*** Entries shown ***

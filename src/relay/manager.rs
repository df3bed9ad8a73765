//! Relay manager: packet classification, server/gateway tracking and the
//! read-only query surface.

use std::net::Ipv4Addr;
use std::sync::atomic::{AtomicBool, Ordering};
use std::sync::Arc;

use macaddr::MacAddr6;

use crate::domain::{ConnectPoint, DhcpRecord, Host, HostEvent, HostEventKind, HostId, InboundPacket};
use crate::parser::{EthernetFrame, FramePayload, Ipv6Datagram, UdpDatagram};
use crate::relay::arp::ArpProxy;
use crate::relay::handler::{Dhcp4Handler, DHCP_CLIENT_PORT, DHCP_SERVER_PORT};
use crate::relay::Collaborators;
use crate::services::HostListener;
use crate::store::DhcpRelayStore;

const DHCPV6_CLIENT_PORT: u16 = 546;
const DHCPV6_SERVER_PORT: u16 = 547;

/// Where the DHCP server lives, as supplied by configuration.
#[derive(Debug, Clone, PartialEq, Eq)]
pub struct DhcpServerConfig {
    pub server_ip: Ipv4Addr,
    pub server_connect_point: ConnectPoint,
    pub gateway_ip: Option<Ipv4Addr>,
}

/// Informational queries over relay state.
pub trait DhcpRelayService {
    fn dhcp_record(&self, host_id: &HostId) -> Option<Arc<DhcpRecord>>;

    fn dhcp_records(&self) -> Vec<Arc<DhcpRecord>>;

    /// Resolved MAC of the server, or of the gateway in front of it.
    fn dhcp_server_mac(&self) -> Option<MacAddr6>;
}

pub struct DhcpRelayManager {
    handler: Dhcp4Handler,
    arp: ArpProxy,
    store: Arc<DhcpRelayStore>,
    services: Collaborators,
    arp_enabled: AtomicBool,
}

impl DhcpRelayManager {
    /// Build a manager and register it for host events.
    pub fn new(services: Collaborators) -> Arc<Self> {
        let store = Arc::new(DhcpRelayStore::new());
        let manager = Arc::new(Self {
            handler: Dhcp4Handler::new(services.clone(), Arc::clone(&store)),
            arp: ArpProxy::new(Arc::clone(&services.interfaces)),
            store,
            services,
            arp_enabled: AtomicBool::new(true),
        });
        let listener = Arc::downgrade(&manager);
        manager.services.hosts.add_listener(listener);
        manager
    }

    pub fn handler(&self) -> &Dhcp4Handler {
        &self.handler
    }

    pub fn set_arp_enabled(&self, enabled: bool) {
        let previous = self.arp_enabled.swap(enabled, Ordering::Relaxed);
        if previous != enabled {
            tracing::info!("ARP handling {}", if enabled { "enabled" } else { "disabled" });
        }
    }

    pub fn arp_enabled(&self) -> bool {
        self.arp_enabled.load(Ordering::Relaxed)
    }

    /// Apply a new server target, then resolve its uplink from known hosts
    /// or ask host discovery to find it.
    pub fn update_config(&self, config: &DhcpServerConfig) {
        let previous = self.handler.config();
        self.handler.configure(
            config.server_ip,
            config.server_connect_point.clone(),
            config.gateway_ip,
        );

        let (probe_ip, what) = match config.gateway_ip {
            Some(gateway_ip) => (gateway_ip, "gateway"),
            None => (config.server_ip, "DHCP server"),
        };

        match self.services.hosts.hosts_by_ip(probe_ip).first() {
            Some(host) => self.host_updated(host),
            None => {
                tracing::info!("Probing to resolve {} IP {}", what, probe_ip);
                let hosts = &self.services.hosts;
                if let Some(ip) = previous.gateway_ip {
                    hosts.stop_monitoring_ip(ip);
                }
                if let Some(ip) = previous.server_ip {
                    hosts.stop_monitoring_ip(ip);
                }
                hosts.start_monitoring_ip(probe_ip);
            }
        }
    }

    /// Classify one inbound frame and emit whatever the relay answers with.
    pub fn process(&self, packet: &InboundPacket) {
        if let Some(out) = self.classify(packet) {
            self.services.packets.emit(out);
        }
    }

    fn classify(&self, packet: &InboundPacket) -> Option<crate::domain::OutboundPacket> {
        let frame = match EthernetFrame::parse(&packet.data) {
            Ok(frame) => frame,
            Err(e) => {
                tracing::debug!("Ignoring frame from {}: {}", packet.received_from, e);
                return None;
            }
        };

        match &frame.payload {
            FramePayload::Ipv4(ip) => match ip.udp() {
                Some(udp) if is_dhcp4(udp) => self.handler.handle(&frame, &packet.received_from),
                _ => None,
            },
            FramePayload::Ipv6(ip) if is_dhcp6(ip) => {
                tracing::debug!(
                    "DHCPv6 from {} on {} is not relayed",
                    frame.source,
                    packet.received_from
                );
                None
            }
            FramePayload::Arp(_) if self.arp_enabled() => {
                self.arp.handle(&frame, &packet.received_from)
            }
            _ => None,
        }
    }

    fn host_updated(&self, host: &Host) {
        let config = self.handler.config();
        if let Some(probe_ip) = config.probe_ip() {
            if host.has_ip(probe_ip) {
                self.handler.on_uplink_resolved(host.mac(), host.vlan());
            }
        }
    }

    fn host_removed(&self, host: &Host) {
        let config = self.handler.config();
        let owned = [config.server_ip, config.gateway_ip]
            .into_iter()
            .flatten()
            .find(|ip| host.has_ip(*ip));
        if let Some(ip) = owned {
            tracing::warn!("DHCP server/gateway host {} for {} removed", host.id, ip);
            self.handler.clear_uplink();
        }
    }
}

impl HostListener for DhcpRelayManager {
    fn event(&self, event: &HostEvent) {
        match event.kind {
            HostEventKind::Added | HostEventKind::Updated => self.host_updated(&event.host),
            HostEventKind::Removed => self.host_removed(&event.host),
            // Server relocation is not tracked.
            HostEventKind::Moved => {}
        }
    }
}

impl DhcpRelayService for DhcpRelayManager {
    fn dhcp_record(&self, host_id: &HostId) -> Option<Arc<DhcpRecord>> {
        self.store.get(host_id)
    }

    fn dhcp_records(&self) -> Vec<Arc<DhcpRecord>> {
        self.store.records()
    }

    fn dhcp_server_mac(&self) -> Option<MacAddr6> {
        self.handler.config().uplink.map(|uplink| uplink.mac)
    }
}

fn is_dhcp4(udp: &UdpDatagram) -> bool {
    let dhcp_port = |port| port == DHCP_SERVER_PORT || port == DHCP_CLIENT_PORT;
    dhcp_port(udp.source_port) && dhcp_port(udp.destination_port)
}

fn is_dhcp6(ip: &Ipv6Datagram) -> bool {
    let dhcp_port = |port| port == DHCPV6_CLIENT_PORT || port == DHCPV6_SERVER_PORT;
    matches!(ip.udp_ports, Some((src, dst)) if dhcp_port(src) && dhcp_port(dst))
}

*** End of Entries shown ***

**Exercise instructions:** Please write out the material word for word from its first line through the line holding "use macaddr::MacAddr6;", including both, and no line past it.

**Result of this task:**
filename src/relay/manager.rs
repository df3bed9ad8a73765
//! Relay manager: packet classification, server/gateway tracking and the
//! read-only query surface.

use std::net::Ipv4Addr;
use std::sync::atomic::{AtomicBool, Ordering};
use std::sync::Arc;

use macaddr::MacAddr6;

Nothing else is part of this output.